Many people set their dog up for failure and don't even realize it. A dog is very in tune to its owner, sensing what the owner anticipates will happen and how the owner feels about it.
An example: While out on a walk, two packs are passing one another. One of the humans has a dog that acts out when it sees other dogs. The human anticipates this bad behavior beforehand and reels her dog in from being in front of her to next to her. The owner begins to say to her dog, “It's OK, it's OK,” in a sweet voice. The owner stops the dog from walking and moves off to the side to allow the other pack to pass as she continues to sweet-talk the dog, “It's OK, it's OK.” What the human is thinking is “I know you are going to act out. It's OK. I'll deal with your bad behavior.” What the dog hears is “Good dog. I like how you focus on the other pack and how you are about to behave.” The human does not want to give the dog any negative vibes. She says it's OK as the dog goes crazy pulling, barking and growling at the passing pack. This dog knew the owner expected it to act out. The dog gave the owner what she had anticipated and the dog was told it was a good dog, it's OK.
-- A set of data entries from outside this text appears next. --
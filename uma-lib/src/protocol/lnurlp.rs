//! LNURLP request and response messages.

use serde::{Deserialize, Deserializer, Serialize, Serializer};
use url::Url;

use super::paths::lnurlp_url;
use super::payload::signable_payload;
use crate::{Result, UmaAddress};

/// Signed LNURLP request sent by VASP1 as query parameters.
#[derive(Clone, Debug, PartialEq, Eq)]
pub struct LnurlpRequest {
    /// Receiver address, e.g. `$bob@vasp2.com`.
    pub receiver_address: String,
    /// Domain of the sending VASP, used to fetch its public key.
    pub vasp_domain: String,
    /// Whether the sending VASP is subject to travel rule requirements.
    pub is_subject_to_travel_rule: bool,
    /// Unix seconds at signing time.
    pub timestamp: i64,
    /// Decimal-encoded random nonce.
    pub nonce: String,
    /// Hex-encoded DER signature over [`LnurlpRequest::signable_payload`].
    pub signature: String,
}

impl LnurlpRequest {
    /// Canonical bytes covered by the request signature.
    pub fn signable_payload(&self) -> Vec<u8> {
        signable_payload(&self.receiver_address, &self.nonce, self.timestamp)
    }

    /// Encode the request as `/.well-known/lnurlp/{user}` on the receiver's
    /// domain with every field as a query parameter.
    pub fn encode_to_url(&self) -> Result<Url> {
        let address = UmaAddress::parse(&self.receiver_address)?;
        let mut url = lnurlp_url(address.user(), address.domain())?;
        url.query_pairs_mut()
            .append_pair("signature", &self.signature)
            .append_pair("vaspDomain", &self.vasp_domain)
            .append_pair("nonce", &self.nonce)
            .append_pair(
                "trStatus",
                if self.is_subject_to_travel_rule {
                    "true"
                } else {
                    "false"
                },
            )
            .append_pair("timestamp", &self.timestamp.to_string());
        Ok(url)
    }
}

/// Currency the receiving VASP is willing to accept.
#[derive(Clone, Debug, PartialEq, Eq, Serialize, Deserialize)]
#[serde(rename_all = "camelCase")]
pub struct Currency {
    /// ISO 4217 (or similar) code, e.g. `USD`.
    pub code: String,
    /// Human readable name.
    pub name: String,
    /// Display symbol, e.g. `$`.
    pub symbol: String,
    /// Millisatoshis per smallest unit of this currency.
    #[serde(rename = "multiplier")]
    pub millisatoshi_per_unit: i64,
    /// Minimum amount in the smallest unit of this currency.
    pub min_sendable: i64,
    /// Maximum amount in the smallest unit of this currency.
    pub max_sendable: i64,
}

/// Which payer data fields the receiver requires.
///
/// On the wire this is the LUD-18 `payerData` object, where `identifier` is
/// always mandatory:
///
/// ```json
/// {"identifier":{"mandatory":true},"name":{"mandatory":false},
///  "email":{"mandatory":false},"compliance":{"mandatory":true}}
/// ```
#[derive(Clone, Debug, Default, PartialEq, Eq)]
pub struct PayerDataOptions {
    pub name_required: bool,
    pub email_required: bool,
    pub compliance_required: bool,
}

#[derive(Serialize, Deserialize)]
struct MandatoryField {
    mandatory: bool,
}

#[derive(Serialize, Deserialize)]
struct PayerDataOptionsWire {
    identifier: MandatoryField,
    #[serde(default, skip_serializing_if = "Option::is_none")]
    name: Option<MandatoryField>,
    #[serde(default, skip_serializing_if = "Option::is_none")]
    email: Option<MandatoryField>,
    #[serde(default, skip_serializing_if = "Option::is_none")]
    compliance: Option<MandatoryField>,
}

fn is_mandatory(field: &Option<MandatoryField>) -> bool {
    field.as_ref().map(|f| f.mandatory).unwrap_or(false)
}

impl Serialize for PayerDataOptions {
    fn serialize<S: Serializer>(&self, serializer: S) -> std::result::Result<S::Ok, S::Error> {
        PayerDataOptionsWire {
            identifier: MandatoryField { mandatory: true },
            name: Some(MandatoryField {
                mandatory: self.name_required,
            }),
            email: Some(MandatoryField {
                mandatory: self.email_required,
            }),
            compliance: Some(MandatoryField {
                mandatory: self.compliance_required,
            }),
        }
        .serialize(serializer)
    }
}

impl<'de> Deserialize<'de> for PayerDataOptions {
    fn deserialize<D: Deserializer<'de>>(deserializer: D) -> std::result::Result<Self, D::Error> {
        let wire = PayerDataOptionsWire::deserialize(deserializer)?;
        Ok(Self {
            name_required: is_mandatory(&wire.name),
            email_required: is_mandatory(&wire.email),
            compliance_required: is_mandatory(&wire.compliance),
        })
    }
}

/// Signed compliance block of an LNURLP response.
#[derive(Clone, Debug, PartialEq, Eq, Serialize, Deserialize)]
#[serde(rename_all = "camelCase")]
pub struct LnurlComplianceResponse {
    /// Whether the receiver is a KYC'd customer of VASP2.
    #[serde(rename = "isKYCd")]
    pub is_kycd: bool,
    /// Hex-encoded DER signature.
    pub signature: String,
    #[serde(rename = "signatureNonce")]
    pub nonce: String,
    #[serde(rename = "signatureTimestamp")]
    pub timestamp: i64,
    /// Whether VASP2 requires travel rule information.
    pub is_subject_to_travel_rule: bool,
    /// Receiver address the signature commits to.
    pub receiver_identifier: String,
}

/// LNURLP response returned by VASP2.
#[derive(Clone, Debug, PartialEq, Eq, Serialize, Deserialize)]
#[serde(rename_all = "camelCase")]
pub struct LnurlpResponse {
    /// Always `payRequest`.
    pub tag: String,
    /// URL the sender calls with its pay request.
    pub callback: String,
    /// Minimum amount in millisatoshis.
    pub min_sendable: i64,
    /// Maximum amount in millisatoshis.
    pub max_sendable: i64,
    /// LNURL metadata string committed to by the invoice.
    #[serde(rename = "metadata")]
    pub encoded_metadata: String,
    pub currencies: Vec<Currency>,
    #[serde(rename = "payerData")]
    pub required_payer_data: PayerDataOptions,
    pub compliance: LnurlComplianceResponse,
}

impl LnurlpResponse {
    /// Canonical bytes covered by the compliance signature.
    pub fn signable_payload(&self) -> Vec<u8> {
        signable_payload(
            &self.compliance.receiver_identifier,
            &self.compliance.nonce,
            self.compliance.timestamp,
        )
    }
}

#[cfg(test)]
mod tests {
    use super::*;

    fn sample_request() -> LnurlpRequest {
        LnurlpRequest {
            receiver_address: "$bob@vasp2.com".to_string(),
            vasp_domain: "vasp1.com".to_string(),
            is_subject_to_travel_rule: true,
            timestamp: 1700000000,
            nonce: "12345".to_string(),
            signature: "3045".to_string(),
        }
    }

    #[test]
    fn request_encodes_to_well_known_url() {
        let url = sample_request().encode_to_url().unwrap();
        assert_eq!(url.scheme(), "https");
        assert_eq!(url.host_str(), Some("vasp2.com"));
        assert_eq!(url.path(), "/.well-known/lnurlp/$bob");

        let pairs: Vec<(String, String)> = url.query_pairs().into_owned().collect();
        assert!(pairs.contains(&("vaspDomain".into(), "vasp1.com".into())));
        assert!(pairs.contains(&("trStatus".into(), "true".into())));
        assert!(pairs.contains(&("timestamp".into(), "1700000000".into())));
    }

    #[test]
    fn request_with_bad_address_fails_to_encode() {
        let mut request = sample_request();
        request.receiver_address = "bob".to_string();
        assert!(request.encode_to_url().is_err());
    }

    #[test]
    fn request_payload_covers_address_nonce_timestamp() {
        assert_eq!(
            sample_request().signable_payload(),
            b"$bob@vasp2.com|12345|1700000000"
        );
    }

    #[test]
    fn payer_data_options_wire_format() {
        let options = PayerDataOptions {
            name_required: false,
            email_required: true,
            compliance_required: true,
        };
        let json = serde_json::to_value(&options).unwrap();
        assert_eq!(
            json,
            serde_json::json!({
                "identifier": {"mandatory": true},
                "name": {"mandatory": false},
                "email": {"mandatory": true},
                "compliance": {"mandatory": true}
            })
        );
        let parsed: PayerDataOptions = serde_json::from_value(json).unwrap();
        assert_eq!(parsed, options);
    }

    #[test]
    fn payer_data_options_missing_fields_are_optional() {
        let parsed: PayerDataOptions =
            serde_json::from_str(r#"{"identifier":{"mandatory":true}}"#).unwrap();
        assert_eq!(parsed, PayerDataOptions::default());
    }

    #[test]
    fn compliance_response_field_names() {
        let compliance = LnurlComplianceResponse {
            is_kycd: true,
            signature: "ab".into(),
            nonce: "1".into(),
            timestamp: 2,
            is_subject_to_travel_rule: false,
            receiver_identifier: "$bob@vasp2.com".into(),
        };
        let json = serde_json::to_value(&compliance).unwrap();
        assert_eq!(json["isKYCd"], true);
        assert_eq!(json["signatureNonce"], "1");
        assert_eq!(json["signatureTimestamp"], 2);
        assert_eq!(json["isSubjectToTravelRule"], false);
        assert_eq!(json["receiverIdentifier"], "$bob@vasp2.com");
    }
}
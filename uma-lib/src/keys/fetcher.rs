//! HTTP fetcher for counterparty public key documents.

use std::time::Duration;

use serde::{Deserialize, Serialize};

use super::cache::PublicKeyCache;
use crate::protocol::{pubkey_url, PubKeyResponse};
use crate::{Result, UmaError};

/// Configuration for [`PublicKeyFetcher`].
#[derive(Clone, Debug, Serialize, Deserialize)]
pub struct FetcherConfig {
    /// Upper bound on a single fetch, including connect and body read.
    #[serde(default = "default_timeout")]
    pub timeout_secs: u64,

    /// `User-Agent` header sent with each fetch.
    #[serde(default = "default_user_agent")]
    pub user_agent: String,
}

fn default_timeout() -> u64 {
    10
}

fn default_user_agent() -> String {
    concat!("uma-lib/", env!("CARGO_PKG_VERSION")).to_string()
}

impl Default for FetcherConfig {
    fn default() -> Self {
        Self {
            timeout_secs: default_timeout(),
            user_agent: default_user_agent(),
        }
    }
}

impl FetcherConfig {
    /// Set the request timeout.
    pub fn with_timeout(mut self, secs: u64) -> Self {
        self.timeout_secs = secs;
        self
    }

    /// Set the user agent.
    pub fn with_user_agent(mut self, user_agent: impl Into<String>) -> Self {
        self.user_agent = user_agent.into();
        self
    }
}

/// Resolves counterparty public keys through a cache, falling back to
/// `GET {scheme}://{domain}/.well-known/lnurlpubkey`.
///
/// The fetcher holds no per-domain state and never retries. Dropping the
/// returned future cancels the request in flight.
pub struct PublicKeyFetcher {
    config: FetcherConfig,
    client: reqwest::Client,
}

impl PublicKeyFetcher {
    /// Create a new fetcher with the given configuration.
    pub fn new(config: FetcherConfig) -> Result<Self> {
        let client = reqwest::Client::builder()
            .timeout(Duration::from_secs(config.timeout_secs))
            .user_agent(config.user_agent.clone())
            .build()
            .map_err(|e| UmaError::Internal(format!("Failed to build HTTP client: {}", e)))?;

        Ok(Self { config, client })
    }

    /// Get the configuration.
    pub fn config(&self) -> &FetcherConfig {
        &self.config
    }

    /// Return the public keys for `vasp_domain`.
    ///
    /// A cached entry is returned unchanged, with no freshness check. On a
    /// miss the document is fetched, stored in `cache`, and returned.
    ///
    /// # Errors
    ///
    /// `CounterpartyFetchFailed` on transport errors, timeouts, any status
    /// other than 200, or a body that is not a valid key document. The cache
    /// is left untouched on failure.
    #[cfg_attr(feature = "tracing", tracing::instrument(skip(self, cache)))]
    pub async fn fetch_public_key_for_vasp<C>(
        &self,
        vasp_domain: &str,
        cache: &C,
    ) -> Result<PubKeyResponse>
    where
        C: PublicKeyCache + ?Sized,
    {
        if let Some(public_key) = cache.fetch_public_key_for_vasp(vasp_domain) {
            #[cfg(feature = "tracing")]
            tracing::debug!("public key cache hit");
            return Ok(public_key);
        }

        #[cfg(feature = "tracing")]
        tracing::debug!("public key cache miss, fetching");

        let public_key = self.fetch_uncached(vasp_domain).await?;
        cache.add_public_key_for_vasp(vasp_domain, public_key.clone());
        Ok(public_key)
    }

    async fn fetch_uncached(&self, vasp_domain: &str) -> Result<PubKeyResponse> {
        let response = self
            .client
            .get(pubkey_url(vasp_domain))
            .send()
            .await
            .map_err(|e| self.map_reqwest_error(vasp_domain, e))?;

        let status = response.status();
        if status != reqwest::StatusCode::OK {
            return Err(UmaError::fetch_failed(
                vasp_domain,
                format!("invalid response from VASP: {}", status),
            ));
        }

        let body = response
            .bytes()
            .await
            .map_err(|e| self.map_reqwest_error(vasp_domain, e))?;

        serde_json::from_slice(&body).map_err(|e| {
            UmaError::fetch_failed(vasp_domain, format!("malformed public key document: {}", e))
        })
    }

    /// Map reqwest errors to `CounterpartyFetchFailed`.
    fn map_reqwest_error(&self, vasp_domain: &str, e: reqwest::Error) -> UmaError {
        if e.is_timeout() {
            UmaError::fetch_failed(
                vasp_domain,
                format!("timed out after {}s", self.config.timeout_secs),
            )
        } else {
            UmaError::fetch_failed(vasp_domain, e.to_string())
        }
    }
}
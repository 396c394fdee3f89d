//! Cryptographic primitives used by the UMA exchange.
//!
//! - **Signatures**: ECDSA over secp256k1, SHA-256 digest, hex-encoded DER
//! - **Encryption**: ECIES (secp256k1, HKDF-SHA256, AES-256-GCM) for travel rule info
//! - **Nonces**: 64-bit values from the operating system CSPRNG
//!
//! All key material is supplied by the caller as raw bytes. Nothing in this
//! module stores or caches keys.

mod encryption;
mod nonce;
mod signing;

pub use encryption::encrypt_tr_info;
pub use nonce::{current_timestamp, generate_nonce};
pub use signing::{public_key_from_private, sign_payload, sign_payload_der, verify_signature};
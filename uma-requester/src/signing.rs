//! Request signing keys.

use uma_lib::crypto::{public_key_from_private, sign_payload_der};

use crate::{RequesterError, Result};

/// Signs GraphQL request bodies for the `X-Lightspark-Signing` header.
pub trait SigningKey: Send + Sync {
    /// Sign `payload`, returning raw signature bytes.
    fn sign(&self, payload: &[u8]) -> Result<Vec<u8>>;
}

/// secp256k1 ECDSA key producing DER signatures over SHA-256.
#[derive(Clone)]
pub struct Secp256k1SigningKey {
    private_key: Vec<u8>,
}

impl Secp256k1SigningKey {
    /// Wrap a 32-byte private key, rejecting invalid scalars.
    pub fn new(private_key: impl Into<Vec<u8>>) -> Result<Self> {
        let private_key = private_key.into();
        public_key_from_private(&private_key)
            .map_err(|e| RequesterError::Signing(e.to_string()))?;
        Ok(Self { private_key })
    }

    /// Compressed SEC1 public key.
    pub fn public_key(&self) -> Result<Vec<u8>> {
        public_key_from_private(&self.private_key).map_err(|e| RequesterError::Signing(e.to_string()))
    }
}

impl std::fmt::Debug for Secp256k1SigningKey {
    fn fmt(&self, f: &mut std::fmt::Formatter<'_>) -> std::fmt::Result {
        f.write_str("Secp256k1SigningKey(<redacted>)")
    }
}

impl SigningKey for Secp256k1SigningKey {
    fn sign(&self, payload: &[u8]) -> Result<Vec<u8>> {
        sign_payload_der(payload, &self.private_key).map_err(|e| RequesterError::Signing(e.to_string()))
    }
}
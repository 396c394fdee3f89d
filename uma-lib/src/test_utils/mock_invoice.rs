//! Recording invoice creator.

use std::sync::Mutex;

use async_trait::async_trait;

use crate::invoice::{Invoice, LnurlInvoiceCreator};
use crate::{Result, UmaError};

/// Arguments of one `create_lnurl_invoice` call.
#[derive(Clone, Debug, PartialEq, Eq)]
pub struct InvoiceCall {
    pub node_id: String,
    pub master_seed: Option<Vec<u8>>,
    pub amount_msats: i64,
    pub metadata: String,
    pub expiry_secs: Option<i32>,
}

/// Invoice creator that records its calls and returns a fixed invoice, or
/// fails with a fixed message.
pub struct MockInvoiceCreator {
    encoded_invoice: String,
    failure: Option<String>,
    calls: Mutex<Vec<InvoiceCall>>,
}

impl MockInvoiceCreator {
    /// Succeed with `encoded_invoice` on every call.
    pub fn new(encoded_invoice: impl Into<String>) -> Self {
        Self {
            encoded_invoice: encoded_invoice.into(),
            failure: None,
            calls: Mutex::new(Vec::new()),
        }
    }

    /// Fail every call with `reason`.
    pub fn failing(reason: impl Into<String>) -> Self {
        Self {
            encoded_invoice: String::new(),
            failure: Some(reason.into()),
            calls: Mutex::new(Vec::new()),
        }
    }

    /// Calls received so far.
    pub fn calls(&self) -> Vec<InvoiceCall> {
        self.calls
            .lock()
            .unwrap_or_else(|poisoned| poisoned.into_inner())
            .clone()
    }
}

#[async_trait]
impl LnurlInvoiceCreator for MockInvoiceCreator {
    async fn create_lnurl_invoice(
        &self,
        node_id: &str,
        master_seed: Option<&[u8]>,
        amount_msats: i64,
        metadata: &str,
        expiry_secs: Option<i32>,
    ) -> Result<Invoice> {
        self.calls
            .lock()
            .unwrap_or_else(|poisoned| poisoned.into_inner())
            .push(InvoiceCall {
                node_id: node_id.to_string(),
                master_seed: master_seed.map(<[u8]>::to_vec),
                amount_msats,
                metadata: metadata.to_string(),
                expiry_secs,
            });

        match &self.failure {
            Some(reason) => Err(UmaError::InvoiceCreationFailed(reason.clone())),
            None => Ok(Invoice {
                id: format!("mock-invoice-{}", self.calls().len()),
                encoded_payment_request: self.encoded_invoice.clone(),
            }),
        }
    }
}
Meanwhile the other pack is passing with two dogs. The other owner sees a different story in her head. She is imagining passing the crazy dog with no issues. She thinks to herself and quietly says out loud to her dogs without even realizing it, "Don't even think about reacting to that dog." The image of passing with well-behaved dogs is still in the owner’s head. The dogs had been heeling on the leash from the moment they left for the walk, therefore in the dogs’ minds, they were never in charge on this walk and are in tune to the human with the leash. Despite passing a dog that is going crazy pulling, barking and growling on a narrow trail, her dogs pass only glancing at the crazy dog. Why? What is the difference between these two situations? The dogs in this pack know it is NOT OK to act up and they know they are expected to behave. They were never in charge and had a follower mind-set; whereas the other dog knows just the opposite. Both packs are doing exactly what their owners expect of them.
I see this situation all of the time while out on walks. An owner sees another dog coming and anticipates the worst. They stop their dog and get them off to the side, sometimes popping treats in the dog's mouth in hopes of distracting it and associating passing another dog with a positive food reward. Sometimes this works in getting the dog to not react, but if you are dealing with a stronger-minded dog, passing other dogs is always going to be a big ritual ordeal. A dog without leadership is more likely to be unpredictable. I prefer to avoid the ordeal and not have a ritual. I do not want to worry about having a food reward. I just want to be on my way and pass other dogs and humans calmly and without having to think much about it.
Some argue dogs should be treated as equals and the dog’s feelings should be considered. People often think it is negative training to just expect good behavior without a reward. But what is more humane? In my many observations, the dogs that are treated as equals without leadership are anxious dogs. The owners sweet-talk and pop treats to the dog. The rules are often unclear because it is rare that they are ever told no. The dogs that have leadership behave without having to be distracted. They are more relaxed and calm. Since they are not in charge they do not have to worry about controlling things around them.
I am here to vouch that it is OK to expect good behavior from a dog without a reward. It is OK to tell a dog no. Even human kids need guidance and leadership. The best behaved children have parents who do not pop them candy and cookies or promise them toys just for behaving in public—it is expected. The best part is the dogs that behave because they know that it is just expected of them do get rewarded. The dogs feel the pride and satisfaction coming from their owners. Their minds are calmer and they are more often relaxed. They often get to go out in public more because their owners can trust them. If you ask me, that type of reward is better than a chicken-flavored cookie.